Jung Writes

Eros, which would be, then, a principle of relatedness, seeing things together, gathering things together, establishing relations be-tween things-not judging things, not looking at them properly, but rather attracting or repelling them. That is Eros. You see, it has neither legs nor feet nor hands nor a head nor anything: it is a helpless thing. It is an intuitive point of view which cannot be brought down to earth. It is a bird on the wing, a pigeon on the roof; and your scientific or intellectual concept is the sparrow in the hand.

— C.G. Jung

Jung's Eros here is not the winged Cupid of valentine iconography — it is something closer to a field condition, the invisible grammar by which things find each other or flee. It cannot be made to stand still. The moment you pin it with a definition, you have the sparrow in the hand — which is a real sparrow, catchable, describable, dead to its own nature. The pigeon on the roof is not a lesser sparrow. It is what the sparrow was before you needed it to stay put.

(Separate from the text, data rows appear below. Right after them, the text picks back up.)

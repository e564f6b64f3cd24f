//! `KinematicSimulator` — a small, deterministic player physics model.
//!
//! # Model
//!
//! Each tick:
//!
//! 1. Horizontal velocity is set directly from the pressed controls (no
//!    momentum, full air control): walk 0.2, sprint 0.28, sneak 0.06 blocks
//!    per tick, halved in liquid.
//! 2. `jump` while grounded sets `vel.y = 0.42`; in liquid it swims up.
//! 3. The collision box moves along y, then x, then z.  Each axis is clipped
//!    against every block hull it would enter, the way block games resolve
//!    movement; there is no automatic step-up.
//! 4. Gravity: `vel.y = (vel.y - 0.08) * 0.98` (gentler in liquid).
//!
//! A grounded sprint-jump stays airborne for 12 ticks and rises 1.25 blocks,
//! which is what the parkour jump table and the jump executors rely on.

use vn_core::{Aabb, BlockPos, ControlState, PlayerState, Simulator, Vec3, World};

pub const WALK_SPEED: f64 = 0.2;
pub const SPRINT_SPEED: f64 = 0.28;
pub const SNEAK_SPEED: f64 = 0.06;
pub const JUMP_VELOCITY: f64 = 0.42;
pub const GRAVITY: f64 = 0.08;
pub const DRAG: f64 = 0.98;

const LIQUID_SPEED_FACTOR: f64 = 0.5;
const LIQUID_GRAVITY: f64 = 0.02;
const LIQUID_DRAG: f64 = 0.8;
const SWIM_UP_VELOCITY: f64 = 0.1;
const GROUND_PROBE: f64 = 1e-3;
/// Contacts closer than this count as touching, absorbing float drift from
/// repeated clipping.
const EPSILON: f64 = 1e-7;

#[derive(Copy, Clone, Debug, Default)]
pub struct KinematicSimulator;

impl KinematicSimulator {
    pub fn new() -> Self {
        Self
    }
}

impl Simulator for KinematicSimulator {
    fn step(&self, world: &dyn World, state: &PlayerState, controls: &ControlState) -> PlayerState {
        let mut next = *state;

        // ── Controls → velocity ───────────────────────────────────────────
        let heading = state.heading();
        let right = Vec3::new(-heading.z, 0.0, heading.x);
        let mut input = Vec3::ZERO;
        if controls.forward {
            input = input + heading;
        }
        if controls.back {
            input = input - heading;
        }
        if controls.right {
            input = input + right;
        }
        if controls.left {
            input = input - right;
        }
        let len = input.horizontal_length();
        let mut speed = if controls.sneak {
            SNEAK_SPEED
        } else if controls.sprint && controls.forward {
            SPRINT_SPEED
        } else {
            WALK_SPEED
        };
        if state.in_liquid {
            speed *= LIQUID_SPEED_FACTOR;
        }
        let mut vel = state.vel;
        if len > 1e-9 {
            vel.x = input.x / len * speed;
            vel.z = input.z / len * speed;
        } else {
            vel.x = 0.0;
            vel.z = 0.0;
        }
        if controls.jump {
            if state.in_liquid {
                vel.y = SWIM_UP_VELOCITY;
            } else if state.on_ground {
                vel.y = JUMP_VELOCITY;
            }
        }

        // ── Collision ─────────────────────────────────────────────────────
        let hulls = nearby_hulls(world, state.aabb(), vel);
        let mut bb = state.aabb();

        let dy = clip_axis(&hulls, &bb, Axis::Y, vel.y);
        bb = bb.translate(Vec3::new(0.0, dy, 0.0));
        let dx = clip_axis(&hulls, &bb, Axis::X, vel.x);
        bb = bb.translate(Vec3::new(dx, 0.0, 0.0));
        let dz = clip_axis(&hulls, &bb, Axis::Z, vel.z);
        bb = bb.translate(Vec3::new(0.0, 0.0, dz));

        next.pos = Vec3::new(state.pos.x + dx, state.pos.y + dy, state.pos.z + dz);
        // Grounded: not rising and resting on a hull.
        next.on_ground = vel.y <= 0.0 && clip_axis(&hulls, &bb, Axis::Y, -GROUND_PROBE) > -GROUND_PROBE;
        next.collided_horizontally = dx != vel.x || dz != vel.z;
        if dy != vel.y {
            vel.y = 0.0;
        }
        if dx != vel.x {
            vel.x = 0.0;
        }
        if dz != vel.z {
            vel.z = 0.0;
        }

        // ── Gravity ───────────────────────────────────────────────────────
        let feet = world.block_info(next.pos.block());
        let head = world.block_info(next.pos.block().above());
        next.in_liquid = feet.liquid || head.liquid;
        vel.y = if next.in_liquid {
            (vel.y - LIQUID_GRAVITY) * LIQUID_DRAG
        } else {
            (vel.y - GRAVITY) * DRAG
        };
        next.vel = vel;
        next
    }
}

// ── Collision helpers ─────────────────────────────────────────────────────────

#[derive(Copy, Clone)]
enum Axis {
    X,
    Y,
    Z,
}

#[inline]
fn lo(b: &Aabb, axis: Axis) -> f64 {
    match axis {
        Axis::X => b.min.x,
        Axis::Y => b.min.y,
        Axis::Z => b.min.z,
    }
}

#[inline]
fn hi(b: &Aabb, axis: Axis) -> f64 {
    match axis {
        Axis::X => b.max.x,
        Axis::Y => b.max.y,
        Axis::Z => b.max.z,
    }
}

/// Overlap (beyond `EPSILON`) on the two axes other than `axis`.
fn overlaps_across(a: &Aabb, b: &Aabb, axis: Axis) -> bool {
    let span = |axis| lo(a, axis) < hi(b, axis) - EPSILON && hi(a, axis) > lo(b, axis) + EPSILON;
    match axis {
        Axis::X => span(Axis::Y) && span(Axis::Z),
        Axis::Y => span(Axis::X) && span(Axis::Z),
        Axis::Z => span(Axis::X) && span(Axis::Y),
    }
}

/// Largest movement up to `delta` along `axis` that does not enter a hull.
fn clip_axis(hulls: &[Aabb], bb: &Aabb, axis: Axis, delta: f64) -> f64 {
    let mut d = delta;
    for hull in hulls {
        if !overlaps_across(bb, hull, axis) {
            continue;
        }
        if d > 0.0 && hi(bb, axis) <= lo(hull, axis) + EPSILON {
            d = d.min(lo(hull, axis) - hi(bb, axis));
        } else if d < 0.0 && lo(bb, axis) >= hi(hull, axis) - EPSILON {
            d = d.max(hi(hull, axis) - lo(bb, axis));
        }
    }
    d
}

/// World-space hulls of every physical block the box could touch this tick.
fn nearby_hulls(world: &dyn World, bb: Aabb, vel: Vec3) -> Vec<Aabb> {
    let reach = vel.length() + 1.0;
    let min = Vec3::new(bb.min.x - reach, bb.min.y - reach, bb.min.z - reach);
    let max = Vec3::new(bb.max.x + reach, bb.max.y + reach, bb.max.z + reach);
    let mut hulls = Vec::new();
    for x in min.x.floor() as i32..=max.x.floor() as i32 {
        for y in min.y.floor() as i32..=max.y.floor() as i32 {
            for z in min.z.floor() as i32..=max.z.floor() as i32 {
                let pos = BlockPos::new(x, y, z);
                let info = world.block_info(pos);
                if !info.physical {
                    continue;
                }
                if let Some(hull) = info.bounding_box {
                    hulls.push(hull.translate(Vec3::new(x as f64, y as f64, z as f64)));
                }
            }
        }
    }
    hulls
}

What resists the intellectual is not irrationality but a different mode of coherence. Eros gathers without grasping; it notices kinship before it can explain kinship. The soul moves by attraction and repulsion long before it can give reasons — and the reasons, when they arrive, are usually retrospective accounts of a movement already completed. Jung's point is not that Eros should be preferred to logos, or that feeling should overthrow thinking. His point is taxonomic, and it cuts: the concept you hold in your hand is not the whole bird, and the concept-holder who thinks it is has already stopped listening to what the roof knows.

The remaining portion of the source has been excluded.